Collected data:
"""

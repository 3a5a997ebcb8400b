//! Command Line Interface for rankdata.

pub mod args;
pub mod commands;
pub mod output;

// Re-export commonly used types
pub use args::*;
pub use commands::*;
pub use output::*;
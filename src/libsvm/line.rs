//! Parsing of single LibSVM lines.

use crate::error::{RankDataError, Result};
use crate::libsvm::LABEL_FEATURE;

/// One document of a query: its relevance label and `(feature id, value)`
/// pairs in line order.
#[derive(Debug, Clone, PartialEq)]
pub struct QueryDocument {
    pub label: f32,
    pub features: Vec<(String, f32)>,
}

impl QueryDocument {
    pub fn new(label: f32) -> Self {
        Self {
            label,
            features: Vec::new(),
        }
    }

    pub fn with_feature<S: Into<String>>(mut self, id: S, value: f32) -> Self {
        self.features.push((id.into(), value));
        self
    }

    /// The last value recorded for `id`.
    pub fn get(&self, id: &str) -> Option<f32> {
        self.features
            .iter()
            .rev()
            .find(|(fid, _)| fid == id)
            .map(|(_, value)| *value)
    }
}

/// Everything before a `#` (LETOR-style `# docid = ...` trailers).
pub fn strip_comment(line: &str) -> &str {
    line.split_once('#').map_or(line, |(content, _)| content)
}

/// Parse `<label> qid:<id> <fid>:<value> ...` into the query id and document.
///
/// A `label:<value>` pair overrides the leading label.
///
/// ```
/// use rankdata::libsvm::parse_line;
///
/// let (qid, doc) = parse_line("2 qid:10 1:0.5 3:1.25 # docid = 7").unwrap();
/// assert_eq!(qid, 10);
/// assert_eq!(doc.label, 2.0);
/// assert_eq!(doc.get("3"), Some(1.25));
/// ```
pub fn parse_line(line: &str) -> Result<(i64, QueryDocument)> {
    let mut tokens = strip_comment(line).split_whitespace();
    let (Some(label), Some(qid)) = (tokens.next(), tokens.next()) else {
        return Err(RankDataError::parse(format!(
            "expected '<label> qid:<id> ...', got '{}'",
            line.trim()
        )));
    };

    let label = parse_value(label)?;
    let qid = match qid.split_once(':') {
        Some(("qid", id)) => id
            .parse::<i64>()
            .map_err(|_| RankDataError::parse(format!("invalid query id '{id}'")))?,
        _ => {
            return Err(RankDataError::parse(format!(
                "expected 'qid:<id>' as second token, got '{qid}'"
            )));
        }
    };

    let mut document = QueryDocument::new(label);
    for pair in tokens {
        let (id, value) = pair
            .split_once(':')
            .ok_or_else(|| RankDataError::parse(format!("feature '{pair}' is not '<id>:<value>'")))?;
        let value = parse_value(value)?;
        if id == LABEL_FEATURE {
            document.label = value;
        } else {
            document.features.push((id.to_string(), value));
        }
    }
    Ok((qid, document))
}

fn parse_value(token: &str) -> Result<f32> {
    token
        .parse::<f32>()
        .map_err(|_| RankDataError::parse(format!("'{token}' is not a number")))
}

"""

» **The task**
Could you reproduce every record exactly as written?

» **Answer box**
repository 3a5a997ebcb8400b
//! Command Line Interface for rankdata.

pub mod args;
pub mod commands;
pub mod output;

// Re-export commonly used types
pub use args::*;
pub use commands::*;
pub use output::*;
filename src/libsvm/line.rs
//! Parsing of single LibSVM lines.

use crate::error::{RankDataError, Result};
use crate::libsvm::LABEL_FEATURE;

/// One document of a query: its relevance label and `(feature id, value)`
/// pairs in line order.
#[derive(Debug, Clone, PartialEq)]
pub struct QueryDocument {
    pub label: f32,
    pub features: Vec<(String, f32)>,
}

impl QueryDocument {
    pub fn new(label: f32) -> Self {
        Self {
            label,
            features: Vec::new(),
        }
    }

    pub fn with_feature<S: Into<String>>(mut self, id: S, value: f32) -> Self {
        self.features.push((id.into(), value));
        self
    }

    /// The last value recorded for `id`.
    pub fn get(&self, id: &str) -> Option<f32> {
        self.features
            .iter()
            .rev()
            .find(|(fid, _)| fid == id)
            .map(|(_, value)| *value)
    }
}

/// Everything before a `#` (LETOR-style `# docid = ...` trailers).
pub fn strip_comment(line: &str) -> &str {
    line.split_once('#').map_or(line, |(content, _)| content)
}

/// Parse `<label> qid:<id> <fid>:<value> ...` into the query id and document.
///
/// A `label:<value>` pair overrides the leading label.
///
/// ```
/// use rankdata::libsvm::parse_line;
///
/// let (qid, doc) = parse_line("2 qid:10 1:0.5 3:1.25 # docid = 7").unwrap();
/// assert_eq!(qid, 10);
/// assert_eq!(doc.label, 2.0);
/// assert_eq!(doc.get("3"), Some(1.25));
/// ```
pub fn parse_line(line: &str) -> Result<(i64, QueryDocument)> {
    let mut tokens = strip_comment(line).split_whitespace();
    let (Some(label), Some(qid)) = (tokens.next(), tokens.next()) else {
        return Err(RankDataError::parse(format!(
            "expected '<label> qid:<id> ...', got '{}'",
            line.trim()
        )));
    };

    let label = parse_value(label)?;
    let qid = match qid.split_once(':') {
        Some(("qid", id)) => id
            .parse::<i64>()
            .map_err(|_| RankDataError::parse(format!("invalid query id '{id}'")))?,
        _ => {
            return Err(RankDataError::parse(format!(
                "expected 'qid:<id>' as second token, got '{qid}'"
            )));
        }
    };

    let mut document = QueryDocument::new(label);
    for pair in tokens {
        let (id, value) = pair
            .split_once(':')
            .ok_or_else(|| RankDataError::parse(format!("feature '{pair}' is not '<id>:<value>'")))?;
        let value = parse_value(value)?;
        if id == LABEL_FEATURE {
            document.label = value;
        } else {
            document.features.push((id.to_string(), value));
        }
    }
    Ok((qid, document))
}

fn parse_value(token: &str) -> Result<f32> {
    token
        .parse::<f32>()
        .map_err(|_| RankDataError::parse(format!("'{token}' is not a number")))
}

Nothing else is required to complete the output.